• [ACTIVITY]: Scan the lines below; pull out those with "first".

• [DATA FOR ANALYSIS]:
=-=-=-=-=

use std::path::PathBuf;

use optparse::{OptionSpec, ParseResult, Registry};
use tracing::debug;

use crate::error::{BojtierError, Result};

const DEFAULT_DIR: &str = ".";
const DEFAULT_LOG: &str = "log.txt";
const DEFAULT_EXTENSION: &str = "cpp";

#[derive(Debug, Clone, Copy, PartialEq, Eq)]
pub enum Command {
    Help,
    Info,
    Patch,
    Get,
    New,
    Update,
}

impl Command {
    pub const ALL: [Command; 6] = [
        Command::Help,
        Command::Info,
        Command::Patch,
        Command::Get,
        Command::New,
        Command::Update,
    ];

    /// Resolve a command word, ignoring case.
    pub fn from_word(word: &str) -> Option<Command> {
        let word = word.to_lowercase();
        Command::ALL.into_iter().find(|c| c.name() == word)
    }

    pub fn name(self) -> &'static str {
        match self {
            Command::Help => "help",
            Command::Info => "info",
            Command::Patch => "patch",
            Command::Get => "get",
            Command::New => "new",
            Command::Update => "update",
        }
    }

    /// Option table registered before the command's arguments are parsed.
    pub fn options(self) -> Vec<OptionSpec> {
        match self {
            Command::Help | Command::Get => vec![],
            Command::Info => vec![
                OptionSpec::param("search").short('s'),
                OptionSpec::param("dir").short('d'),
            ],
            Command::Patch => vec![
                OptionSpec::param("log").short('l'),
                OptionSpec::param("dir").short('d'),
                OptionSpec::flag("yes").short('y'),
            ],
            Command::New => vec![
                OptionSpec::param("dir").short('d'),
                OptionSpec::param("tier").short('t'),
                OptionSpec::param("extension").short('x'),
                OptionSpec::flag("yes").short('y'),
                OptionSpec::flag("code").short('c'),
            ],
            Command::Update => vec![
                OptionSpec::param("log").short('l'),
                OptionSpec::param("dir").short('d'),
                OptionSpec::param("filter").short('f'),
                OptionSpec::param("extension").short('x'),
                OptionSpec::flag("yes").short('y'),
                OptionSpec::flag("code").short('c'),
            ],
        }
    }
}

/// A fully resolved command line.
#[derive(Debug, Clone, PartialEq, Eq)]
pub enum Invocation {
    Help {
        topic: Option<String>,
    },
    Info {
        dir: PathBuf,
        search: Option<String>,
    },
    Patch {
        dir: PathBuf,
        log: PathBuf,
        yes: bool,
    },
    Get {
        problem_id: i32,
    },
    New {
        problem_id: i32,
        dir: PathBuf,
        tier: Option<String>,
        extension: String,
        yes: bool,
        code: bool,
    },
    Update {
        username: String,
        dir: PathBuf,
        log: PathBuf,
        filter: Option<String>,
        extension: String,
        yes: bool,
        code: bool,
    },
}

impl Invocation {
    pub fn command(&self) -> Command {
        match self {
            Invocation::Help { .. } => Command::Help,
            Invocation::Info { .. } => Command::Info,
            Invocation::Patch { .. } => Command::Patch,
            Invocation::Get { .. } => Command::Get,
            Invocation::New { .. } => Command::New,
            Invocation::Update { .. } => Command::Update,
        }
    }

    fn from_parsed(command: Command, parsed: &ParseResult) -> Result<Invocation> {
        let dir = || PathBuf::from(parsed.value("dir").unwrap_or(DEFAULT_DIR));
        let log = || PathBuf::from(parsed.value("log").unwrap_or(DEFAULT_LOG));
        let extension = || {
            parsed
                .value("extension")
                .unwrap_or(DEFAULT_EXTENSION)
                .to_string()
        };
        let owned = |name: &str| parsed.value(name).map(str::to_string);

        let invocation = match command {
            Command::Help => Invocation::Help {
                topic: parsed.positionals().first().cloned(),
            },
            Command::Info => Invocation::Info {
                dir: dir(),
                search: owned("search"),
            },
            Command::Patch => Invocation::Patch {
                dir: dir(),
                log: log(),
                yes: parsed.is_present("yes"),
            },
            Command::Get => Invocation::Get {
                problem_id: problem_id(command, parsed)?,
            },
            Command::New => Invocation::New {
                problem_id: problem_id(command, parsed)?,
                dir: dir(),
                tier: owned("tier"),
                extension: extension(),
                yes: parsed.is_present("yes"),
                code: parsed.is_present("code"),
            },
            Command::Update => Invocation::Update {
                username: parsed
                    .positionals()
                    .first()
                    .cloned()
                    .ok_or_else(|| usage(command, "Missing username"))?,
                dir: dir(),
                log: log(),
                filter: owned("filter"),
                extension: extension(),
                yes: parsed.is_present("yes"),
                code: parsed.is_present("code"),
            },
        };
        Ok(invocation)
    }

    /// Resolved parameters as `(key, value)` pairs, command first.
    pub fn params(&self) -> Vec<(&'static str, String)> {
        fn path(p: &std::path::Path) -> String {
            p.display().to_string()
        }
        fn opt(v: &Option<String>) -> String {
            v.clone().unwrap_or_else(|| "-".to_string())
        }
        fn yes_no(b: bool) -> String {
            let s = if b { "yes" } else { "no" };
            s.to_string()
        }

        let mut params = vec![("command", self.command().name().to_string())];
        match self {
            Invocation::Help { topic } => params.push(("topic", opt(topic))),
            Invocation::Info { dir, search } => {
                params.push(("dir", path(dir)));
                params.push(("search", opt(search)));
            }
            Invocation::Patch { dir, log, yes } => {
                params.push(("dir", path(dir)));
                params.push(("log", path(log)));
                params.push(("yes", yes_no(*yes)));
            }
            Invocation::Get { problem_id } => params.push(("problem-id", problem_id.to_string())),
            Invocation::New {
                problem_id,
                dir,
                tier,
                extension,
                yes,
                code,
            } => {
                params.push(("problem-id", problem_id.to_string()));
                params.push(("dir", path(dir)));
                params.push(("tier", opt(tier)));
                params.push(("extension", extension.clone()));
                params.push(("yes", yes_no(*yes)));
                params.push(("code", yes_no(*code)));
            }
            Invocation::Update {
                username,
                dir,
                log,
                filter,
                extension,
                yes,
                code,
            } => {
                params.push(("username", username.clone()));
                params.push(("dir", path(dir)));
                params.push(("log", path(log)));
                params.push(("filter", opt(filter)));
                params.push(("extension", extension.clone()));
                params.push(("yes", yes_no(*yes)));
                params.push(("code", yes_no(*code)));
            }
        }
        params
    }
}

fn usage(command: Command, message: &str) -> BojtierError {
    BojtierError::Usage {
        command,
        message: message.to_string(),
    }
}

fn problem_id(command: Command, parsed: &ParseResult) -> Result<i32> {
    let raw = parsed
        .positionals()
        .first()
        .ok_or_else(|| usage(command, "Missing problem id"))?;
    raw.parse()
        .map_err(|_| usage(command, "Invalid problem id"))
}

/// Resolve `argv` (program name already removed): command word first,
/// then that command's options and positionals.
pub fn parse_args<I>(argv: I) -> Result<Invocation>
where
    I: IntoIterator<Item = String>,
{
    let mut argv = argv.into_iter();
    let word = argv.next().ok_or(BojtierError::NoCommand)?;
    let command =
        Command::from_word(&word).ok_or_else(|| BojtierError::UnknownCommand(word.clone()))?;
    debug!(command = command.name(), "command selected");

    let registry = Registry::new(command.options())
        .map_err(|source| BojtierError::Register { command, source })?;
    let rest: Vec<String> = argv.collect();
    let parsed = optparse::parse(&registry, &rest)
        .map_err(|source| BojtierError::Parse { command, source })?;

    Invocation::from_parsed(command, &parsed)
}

=-=-=-=-=

• [WRITTEN SOLUTION]:
                topic: parsed.positionals().first().cloned(),
                    .first()
    /// Resolved parameters as `(key, value)` pairs, command first.
        .first()
/// Resolve `argv` (program name already removed): command word first,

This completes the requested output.